EXERCISE REQUIREMENTS: Copy the data that follows, exactly and completely.

(Entries taken from a collection)
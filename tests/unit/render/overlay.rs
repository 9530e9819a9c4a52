use super::*;
use crate::foundation::core::Vec2;

fn solid_image(w: u32, h: u32, px: [u8; 4]) -> PreparedImage {
    PreparedImage {
        width: w,
        height: h,
        rgba8_premul: Arc::new(px.repeat((w * h) as usize)),
    }
}

fn close(a: [u8; 4], b: [u8; 4]) -> bool {
    a.iter().zip(b).all(|(x, y)| x.abs_diff(y) <= 2)
}

#[test]
fn image_is_drawn_under_its_transform() {
    let mut surface = Surface::new(Canvas::new(40, 40));
    let img = solid_image(10, 10, [255, 0, 0, 255]);
    let mut p = OverlayPainter::new();
    p.begin(surface.canvas()).unwrap();
    p.draw_image(&img, Affine::translate(Vec2::new(15.0, 15.0)), 1.0)
        .unwrap();
    assert_eq!(p.draws(), 1);
    p.finish(&mut surface).unwrap();

    let f = surface.snapshot();
    assert!(close(f.pixel(20, 20).unwrap(), [255, 0, 0, 255]));
    assert_eq!(f.pixel(2, 2), Some([0, 0, 0, 0]));
    assert_eq!(f.pixel(35, 35), Some([0, 0, 0, 0]));
}

#[test]
fn replaced_image_is_not_drawn_from_a_stale_paint() {
    let mut surface = Surface::new(Canvas::new(20, 20));
    let mut p = OverlayPainter::new();

    let red = solid_image(20, 20, [255, 0, 0, 255]);
    p.begin(surface.canvas()).unwrap();
    p.draw_image(&red, Affine::IDENTITY, 1.0).unwrap();
    p.finish(&mut surface).unwrap();
    assert!(close(surface.snapshot().pixel(10, 10).unwrap(), [255, 0, 0, 255]));
    drop(red);

    // Fresh buffers of the same size, as a decoder would hand back for the next overlay.
    for _ in 0..4 {
        let blue = solid_image(20, 20, [0, 0, 255, 255]);
        surface.data_mut().fill(0);
        p.begin(surface.canvas()).unwrap();
        p.draw_image(&blue, Affine::IDENTITY, 1.0).unwrap();
        p.finish(&mut surface).unwrap();
        assert!(close(surface.snapshot().pixel(10, 10).unwrap(), [0, 0, 255, 255]));
    }
}

#[test]
fn opacity_scales_coverage() {
    let mut surface = Surface::new(Canvas::new(20, 20));
    let img = solid_image(20, 20, [0, 0, 255, 255]);
    let mut p = OverlayPainter::new();
    p.begin(surface.canvas()).unwrap();
    p.draw_image(&img, Affine::IDENTITY, 0.5).unwrap();
    p.finish(&mut surface).unwrap();

    let px = surface.snapshot().pixel(10, 10).unwrap();
    assert!(px[3].abs_diff(128) <= 2, "{px:?}");
    assert!(px[2].abs_diff(128) <= 2, "{px:?}");
}

#[test]
fn no_draws_leave_surface_untouched() {
    let mut surface = Surface::new(Canvas::new(4, 4));
    surface.data_mut().fill(7);
    let mut p = OverlayPainter::new();
    p.begin(surface.canvas()).unwrap();
    p.draw_image(&solid_image(1, 1, [1, 1, 1, 255]), Affine::IDENTITY, 0.0)
        .unwrap();
    p.finish(&mut surface).unwrap();
    assert!(surface.data().iter().all(|b| *b == 7));
}

#[test]
fn outline_has_a_hollow_center() {
    let mut surface = Surface::new(Canvas::new(40, 40));
    let mut p = OverlayPainter::new();
    p.begin(surface.canvas()).unwrap();
    p.fill_rects(
        &outline_rects(Rect::new(10.0, 10.0, 30.0, 30.0), 4.0),
        Affine::IDENTITY,
        Rgba8Premul::opaque(0, 255, 0),
        1.0,
    )
    .unwrap();
    p.finish(&mut surface).unwrap();

    let f = surface.snapshot();
    assert!(close(f.pixel(20, 10).unwrap(), [0, 255, 0, 255]));
    assert!(close(f.pixel(10, 20).unwrap(), [0, 255, 0, 255]));
    assert_eq!(f.pixel(20, 20), Some([0, 0, 0, 0]));
}

#[test]
fn glasses_placeholder_proportions() {
    let rects = glasses_placeholder_rects(100.0, 4.0);
    assert_eq!(rects[0].y0, -17.5 - 2.0);
    assert_eq!(rects[1].y1, 17.5 + 2.0);
    assert_eq!(rects[4], Rect::new(-8.0, -2.0, 8.0, 2.0));
}

#[test]
fn oversized_surfaces_are_rejected() {
    let mut p = OverlayPainter::new();
    assert!(p.begin(Canvas::new(70_000, 10)).is_err());
}
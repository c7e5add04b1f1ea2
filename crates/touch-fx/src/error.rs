//! Error types for startup configuration.
//!
//! Runtime gesture processing never fails: degenerate input is skipped for the
//! tick. Only loading the effect configuration can go wrong.

use thiserror::Error;

/// Errors raised while loading or validating an `FxConfig`.
#[derive(Error, Debug)]
pub enum ConfigError {
    /// The JSON document could not be parsed.
    #[error("config parse error: {0}")]
    Parse(#[from] serde_json::Error),

    /// One of the three effect slots is absent or has an empty name.
    #[error("missing effect configuration for slot '{slot}'")]
    MissingEffect {
        /// The slot name ("explosion", "vortex" or "trail").
        slot: &'static str,
    },

    /// A tuning value is out of range.
    #[error("invalid value for {field}: {reason}")]
    InvalidValue {
        /// Dotted path of the offending field.
        field: &'static str,
        /// Human-readable constraint that was violated.
        reason: String,
    },
}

OUTPUT BELOW:
filename tests/unit/render/overlay.rs
repository 9530e9819a9c4a52
use super::*;
use crate::foundation::core::Vec2;

fn solid_image(w: u32, h: u32, px: [u8; 4]) -> PreparedImage {
    PreparedImage {
        width: w,
        height: h,
        rgba8_premul: Arc::new(px.repeat((w * h) as usize)),
    }
}

fn close(a: [u8; 4], b: [u8; 4]) -> bool {
    a.iter().zip(b).all(|(x, y)| x.abs_diff(y) <= 2)
}

#[test]
fn image_is_drawn_under_its_transform() {
    let mut surface = Surface::new(Canvas::new(40, 40));
    let img = solid_image(10, 10, [255, 0, 0, 255]);
    let mut p = OverlayPainter::new();
    p.begin(surface.canvas()).unwrap();
    p.draw_image(&img, Affine::translate(Vec2::new(15.0, 15.0)), 1.0)
        .unwrap();
    assert_eq!(p.draws(), 1);
    p.finish(&mut surface).unwrap();

    let f = surface.snapshot();
    assert!(close(f.pixel(20, 20).unwrap(), [255, 0, 0, 255]));
    assert_eq!(f.pixel(2, 2), Some([0, 0, 0, 0]));
    assert_eq!(f.pixel(35, 35), Some([0, 0, 0, 0]));
}

#[test]
fn replaced_image_is_not_drawn_from_a_stale_paint() {
    let mut surface = Surface::new(Canvas::new(20, 20));
    let mut p = OverlayPainter::new();

    let red = solid_image(20, 20, [255, 0, 0, 255]);
    p.begin(surface.canvas()).unwrap();
    p.draw_image(&red, Affine::IDENTITY, 1.0).unwrap();
    p.finish(&mut surface).unwrap();
    assert!(close(surface.snapshot().pixel(10, 10).unwrap(), [255, 0, 0, 255]));
    drop(red);

    // Fresh buffers of the same size, as a decoder would hand back for the next overlay.
    for _ in 0..4 {
        let blue = solid_image(20, 20, [0, 0, 255, 255]);
        surface.data_mut().fill(0);
        p.begin(surface.canvas()).unwrap();
        p.draw_image(&blue, Affine::IDENTITY, 1.0).unwrap();
        p.finish(&mut surface).unwrap();
        assert!(close(surface.snapshot().pixel(10, 10).unwrap(), [0, 0, 255, 255]));
    }
}

#[test]
fn opacity_scales_coverage() {
    let mut surface = Surface::new(Canvas::new(20, 20));
    let img = solid_image(20, 20, [0, 0, 255, 255]);
    let mut p = OverlayPainter::new();
    p.begin(surface.canvas()).unwrap();
    p.draw_image(&img, Affine::IDENTITY, 0.5).unwrap();
    p.finish(&mut surface).unwrap();

    let px = surface.snapshot().pixel(10, 10).unwrap();
    assert!(px[3].abs_diff(128) <= 2, "{px:?}");
    assert!(px[2].abs_diff(128) <= 2, "{px:?}");
}

#[test]
fn no_draws_leave_surface_untouched() {
    let mut surface = Surface::new(Canvas::new(4, 4));
    surface.data_mut().fill(7);
    let mut p = OverlayPainter::new();
    p.begin(surface.canvas()).unwrap();
    p.draw_image(&solid_image(1, 1, [1, 1, 1, 255]), Affine::IDENTITY, 0.0)
        .unwrap();
    p.finish(&mut surface).unwrap();
    assert!(surface.data().iter().all(|b| *b == 7));
}

#[test]
fn outline_has_a_hollow_center() {
    let mut surface = Surface::new(Canvas::new(40, 40));
    let mut p = OverlayPainter::new();
    p.begin(surface.canvas()).unwrap();
    p.fill_rects(
        &outline_rects(Rect::new(10.0, 10.0, 30.0, 30.0), 4.0),
        Affine::IDENTITY,
        Rgba8Premul::opaque(0, 255, 0),
        1.0,
    )
    .unwrap();
    p.finish(&mut surface).unwrap();

    let f = surface.snapshot();
    assert!(close(f.pixel(20, 10).unwrap(), [0, 255, 0, 255]));
    assert!(close(f.pixel(10, 20).unwrap(), [0, 255, 0, 255]));
    assert_eq!(f.pixel(20, 20), Some([0, 0, 0, 0]));
}

#[test]
fn glasses_placeholder_proportions() {
    let rects = glasses_placeholder_rects(100.0, 4.0);
    assert_eq!(rects[0].y0, -17.5 - 2.0);
    assert_eq!(rects[1].y1, 17.5 + 2.0);
    assert_eq!(rects[4], Rect::new(-8.0, -2.0, 8.0, 2.0));
}

#[test]
fn oversized_surfaces_are_rejected() {
    let mut p = OverlayPainter::new();
    assert!(p.begin(Canvas::new(70_000, 10)).is_err());
}
repository c7e5add04b1f1ea2
filename crates/touch-fx/src/error.rs
//! Error types for startup configuration.
//!
//! Runtime gesture processing never fails: degenerate input is skipped for the
//! tick. Only loading the effect configuration can go wrong.

use thiserror::Error;

/// Errors raised while loading or validating an `FxConfig`.
#[derive(Error, Debug)]
pub enum ConfigError {
    /// The JSON document could not be parsed.
    #[error("config parse error: {0}")]
    Parse(#[from] serde_json::Error),

    /// One of the three effect slots is absent or has an empty name.
    #[error("missing effect configuration for slot '{slot}'")]
    MissingEffect {
        /// The slot name ("explosion", "vortex" or "trail").
        slot: &'static str,
    },

    /// A tuning value is out of range.
    #[error("invalid value for {field}: {reason}")]
    InvalidValue {
        /// Dotted path of the offending field.
        field: &'static str,
        /// Human-readable constraint that was violated.
        reason: String,
    },
}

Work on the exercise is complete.